In the spring of 1922 "Big Bill" Haywood, former Wobbly leader turned bail-jumper and defector to Soviet Russia, made a proposal in Moscow to establish a new entity dedicated to the legal defense of political prisoners in the United States, given its level of activity. Representatives of the Communist Party of Poland in Soviet Russia had a similar need, and sought organized support for their jailed comrades in Poland. The Russian Society of Old Bolsheviks and Former Political Exiles and Prisoners, a group whose members had previously raised funds for the support of political prisoners in Tsarist times, acted upon these suggestions late in the summer of 1922. They passed a resolution calling for the establishment of a new international organization for the legal and economic support of left-wing political prisoners.

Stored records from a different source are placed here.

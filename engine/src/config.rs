//! Controller configuration and host-supplied resources.

use std::sync::Arc;
use std::time::Duration;

use crate::options::{EngineOption, HASH, THREADS};
use crate::platform::{Platform, PlatformPolicy};
use crate::variant::Variant;

/// Resources the host reports; the adapter never probes the machine itself.
#[derive(Debug, Clone, Copy, PartialEq, Eq)]
pub struct HostResources {
    pub cpu_cores: usize,
    /// Upper bound for the engine hash table, in MB.
    pub max_memory_mb: u32,
}

impl Default for HostResources {
    fn default() -> Self {
        Self {
            cpu_cores: 1,
            max_memory_mb: 16,
        }
    }
}

impl HostResources {
    pub fn threads(&self) -> u32 {
        threads_for_cores(self.cpu_cores)
    }

    pub fn threads_option(&self) -> EngineOption {
        EngineOption::new(THREADS, self.threads())
    }

    pub fn hash_option(&self) -> EngineOption {
        EngineOption::new(HASH, self.max_memory_mb)
    }
}

/// Leave one core to the host when there are more than two.
pub fn threads_for_cores(cores: usize) -> u32 {
    if cores > 2 {
        u32::try_from(cores - 1).unwrap_or(u32::MAX)
    } else {
        1
    }
}

/// Everything a [`GameController`](crate::GameController) needs besides its
/// transport and host.
#[derive(Debug, Clone)]
pub struct ControllerConfig {
    pub variant: Variant,
    pub platform: Arc<dyn PlatformPolicy>,
    pub resources: HostResources,
    /// Deadline for each `uciok` / `readyok` wait. `None` waits forever.
    pub handshake_timeout: Option<Duration>,
}

impl Default for ControllerConfig {
    fn default() -> Self {
        Self {
            variant: Variant::default(),
            platform: Arc::new(Platform::default()),
            resources: HostResources::default(),
            handshake_timeout: None,
        }
    }
}

impl ControllerConfig {
    pub fn new(variant: Variant, platform: impl PlatformPolicy + 'static) -> Self {
        Self {
            variant,
            platform: Arc::new(platform),
            ..Default::default()
        }
    }

    pub fn with_resources(mut self, resources: HostResources) -> Self {
        self.resources = resources;
        self
    }

    pub fn with_handshake_timeout(mut self, timeout: Duration) -> Self {
        self.handshake_timeout = Some(timeout);
        self
    }
}

#[cfg(test)]
mod tests {
    use super::*;

    #[test]
    fn test_threads_for_cores() {
        assert_eq!(threads_for_cores(0), 1);
        assert_eq!(threads_for_cores(1), 1);
        assert_eq!(threads_for_cores(2), 1);
        assert_eq!(threads_for_cores(3), 2);
        assert_eq!(threads_for_cores(8), 7);
    }

    #[test]
    fn test_resource_options() {
        let resources = HostResources {
            cpu_cores: 4,
            max_memory_mb: 256,
        };
        assert_eq!(
            resources.threads_option().command(),
            "setoption name Threads value 3"
        );
        assert_eq!(
            resources.hash_option().command(),
            "setoption name Hash value 256"
        );
    }

    #[test]
    fn test_default_config_waits_forever() {
        let config = ControllerConfig::default();
        assert_eq!(config.variant, Variant::Standard);
        assert!(config.handshake_timeout.is_none());
    }
}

This organization was established first in Soviet Russia as the International Society for the Aid of Revolutionary Fighters (MOPR). Outside Soviet Russia the organization was known as International Red Aid (IRA), although the MOPR acronym was also used as an abbreviation for the international organization.

IRA was formally launched on an international basis in conjunction with the 4th World Congress of the Comintern, held in Moscow from November 5 to December 5, 1922. Although professing to be a "non-party, mass organization of the working class", the IRA emphasized its organic connection to the Comintern during its first five years.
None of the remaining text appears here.